The FHFA announcement says the new GSE refinance offerings will provide much-needed liquidity for borrowers who are current on their mortgage but are unable to refinance through traditional programs because their LTV ratio exceeds the GSEs' maximum limits. 

Criteria for Fannie Mae and Freddie Mac loans vary slightly but essentially the new refinancing products require that borrowers have not missed any mortgage payments for at least the previous six months and not more than one payment in the previous 12 months. At least 12 payments must have been made to Freddie or Fannie since the loan was acquired.  Borrowers must also have a source of income and be refinancing a loan originated by the lender through whom they are refinancing. 

In addition, the refinancing is contingent on the borrower benefiting from the new loan through at least one of a reduced monthly principal and interest payment, a lower interest rate, a shorter amortization term, or accessing a more stable product (i.e. moving to a fixed-rate mortgage from an adjustable one). 

Both GSEs will permit mortgage insurance to be transferred to the new loan.  If the old loan does not have insurance in place it will not be required for the refinancing as long as all other eligibility requirements are met.  The loan allows streamlined documentation for employment, income, and assets.
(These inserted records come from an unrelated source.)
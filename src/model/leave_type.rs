use crate::error::HrmError;
use crate::model::leave::LeaveTypeName;
use chrono::{DateTime, Utc};
use serde::Serialize;
use sqlx::FromRow;
use std::str::FromStr;
use utoipa::ToSchema;

/// Catalog row describing one leave category and its default annual
/// entitlement. The `code` column is unique and referenced by leaves.
#[derive(Debug, Clone, Serialize, FromRow, ToSchema)]
pub struct LeaveType {
    #[schema(example = 1)]
    pub id: u64,
    #[schema(example = "sick")]
    pub code: LeaveTypeName,
    #[schema(example = "Sick Leave")]
    pub name: String,
    pub description: String,
    #[schema(example = 10)]
    pub default_days_per_year: i32,
    pub is_active: bool,
    pub requires_approval: bool,
    #[schema(example = "#dc3545")]
    pub color: String,
    #[schema(example = "medical")]
    pub icon: String,
    pub created_at: DateTime<Utc>,
    pub updated_at: DateTime<Utc>,
}

/// Payload for creating or replacing a catalog row.
#[derive(Debug, Clone, serde::Deserialize, ToSchema)]
pub struct NewLeaveType {
    #[schema(example = "sick")]
    pub code: LeaveTypeName,
    #[schema(example = "Sick Leave")]
    pub name: String,
    #[serde(default)]
    pub description: String,
    #[serde(default)]
    #[schema(example = 10)]
    pub default_days_per_year: i32,
    #[serde(default = "default_true")]
    pub is_active: bool,
    #[serde(default = "default_true")]
    pub requires_approval: bool,
    #[serde(default = "default_color")]
    #[schema(example = "#007bff")]
    pub color: String,
    #[serde(default)]
    pub icon: String,
}

fn default_true() -> bool {
    true
}

fn default_color() -> String {
    "#007bff".to_string()
}

/// Checks a raw code against the closed set of known leave types.
pub fn validate_leave_type(code: &str) -> Result<LeaveTypeName, HrmError> {
    LeaveTypeName::from_str(code).map_err(|_| HrmError::InvalidLeaveType)
}

/// Seed row used to populate an empty catalog at startup.
pub struct LeaveTypeSeed {
    pub code: LeaveTypeName,
    pub name: &'static str,
    pub description: &'static str,
    pub default_days_per_year: i32,
    pub color: &'static str,
    pub icon: &'static str,
}

pub const DEFAULT_LEAVE_TYPES: [LeaveTypeSeed; 6] = [
    LeaveTypeSeed {
        code: LeaveTypeName::Sick,
        name: "Sick Leave",
        description: "Medical leave for illness, injury, or health-related issues.",
        default_days_per_year: 10,
        color: "#dc3545",
        icon: "medical",
    },
    LeaveTypeSeed {
        code: LeaveTypeName::Vacation,
        name: "Vacation Leave",
        description: "Annual vacation time for rest, relaxation, and personal activities.",
        default_days_per_year: 20,
        color: "#28a745",
        icon: "vacation",
    },
    LeaveTypeSeed {
        code: LeaveTypeName::Personal,
        name: "Personal Leave",
        description: "Personal time off for various personal matters.",
        default_days_per_year: 5,
        color: "#ffc107",
        icon: "personal",
    },
    LeaveTypeSeed {
        code: LeaveTypeName::Maternity,
        name: "Maternity Leave",
        description: "Leave for expecting mothers before and after childbirth.",
        default_days_per_year: 90,
        color: "#e83e8c",
        icon: "maternity",
    },
    LeaveTypeSeed {
        code: LeaveTypeName::Paternity,
        name: "Paternity Leave",
        description: "Leave for new fathers to bond with their newborn child.",
        default_days_per_year: 14,
        color: "#17a2b8",
        icon: "paternity",
    },
    LeaveTypeSeed {
        code: LeaveTypeName::Other,
        name: "Other Leave",
        description: "Other types of leave for special circumstances.",
        default_days_per_year: 0,
        color: "#6c757d",
        icon: "other",
    },
];
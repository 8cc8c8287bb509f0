use crate::error::HrmError;
use crate::model::user::User;
use async_trait::async_trait;
use sqlx::MySqlPool;

/// Persistence contract for users. The engines only ever need existence
/// checks and lookups; the auth layer uses the rest.
#[async_trait]
pub trait UserRepository: Send + Sync {
    async fn create(&self, name: &str, email: &str, password_hash: &str)
        -> Result<User, HrmError>;
    async fn get_by_id(&self, id: u64) -> Result<User, HrmError>;
    async fn get_by_email(&self, email: &str) -> Result<Option<User>, HrmError>;
    async fn update(&self, user: &User) -> Result<(), HrmError>;
    async fn delete(&self, id: u64) -> Result<(), HrmError>;
    async fn list(&self, limit: u32, offset: u32) -> Result<Vec<User>, HrmError>;
}

pub struct MySqlUserRepository {
    pool: MySqlPool,
}

impl MySqlUserRepository {
    pub fn new(pool: MySqlPool) -> Self {
        Self { pool }
    }
}

#[async_trait]
impl UserRepository for MySqlUserRepository {
    async fn create(
        &self,
        name: &str,
        email: &str,
        password_hash: &str,
    ) -> Result<User, HrmError> {
        let result = sqlx::query("INSERT INTO users (name, email, password) VALUES (?, ?, ?)")
            .bind(name)
            .bind(email)
            .bind(password_hash)
            .execute(&self.pool)
            .await?;

        self.get_by_id(result.last_insert_id()).await
    }

    async fn get_by_id(&self, id: u64) -> Result<User, HrmError> {
        sqlx::query_as::<_, User>("SELECT * FROM users WHERE id = ?")
            .bind(id)
            .fetch_optional(&self.pool)
            .await?
            .ok_or(HrmError::UserNotFound)
    }

    async fn get_by_email(&self, email: &str) -> Result<Option<User>, HrmError> {
        let user = sqlx::query_as::<_, User>("SELECT * FROM users WHERE email = ?")
            .bind(email)
            .fetch_optional(&self.pool)
            .await?;
        Ok(user)
    }

    async fn update(&self, user: &User) -> Result<(), HrmError> {
        let result = sqlx::query("UPDATE users SET name = ?, email = ?, password = ? WHERE id = ?")
            .bind(&user.name)
            .bind(&user.email)
            .bind(&user.password)
            .bind(user.id)
            .execute(&self.pool)
            .await?;

        if result.rows_affected() == 0 {
            return Err(HrmError::UserNotFound);
        }
        Ok(())
    }

    async fn delete(&self, id: u64) -> Result<(), HrmError> {
        let result = sqlx::query("DELETE FROM users WHERE id = ?")
            .bind(id)
            .execute(&self.pool)
            .await?;

        if result.rows_affected() == 0 {
            return Err(HrmError::UserNotFound);
        }
        Ok(())
    }

    async fn list(&self, limit: u32, offset: u32) -> Result<Vec<User>, HrmError> {
        let users =
            sqlx::query_as::<_, User>("SELECT * FROM users ORDER BY id LIMIT ? OFFSET ?")
                .bind(limit)
                .bind(offset)
                .fetch_all(&self.pool)
                .await?;
        Ok(users)
    }
}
FHFA says the new refinance offering is more targeted than HARP loans but like HARP, eligible borrowers do not need a minimum credit score and there is no maximum debt to income ratio.  Appraisals may not always be required. Unlike HARP the loan is not limited by the origination date of the loan being refinanced and borrowers can use the product more than once.  Active HARP loans cannot be refinanced into the new offerings.

"Providing a sustainable refinance opportunity for high LTV borrowers who have demonstrated responsibility by remaining current on their mortgage makes financial sense both for borrowers and for the Enterprises," said FHFA Director Melvin L. Watt.  "This new offering will give borrowers the opportunity to refinance when rates are low, making their mortgages more affordable and thus reducing credit risk exposure for Fannie Mae and Freddie Mac."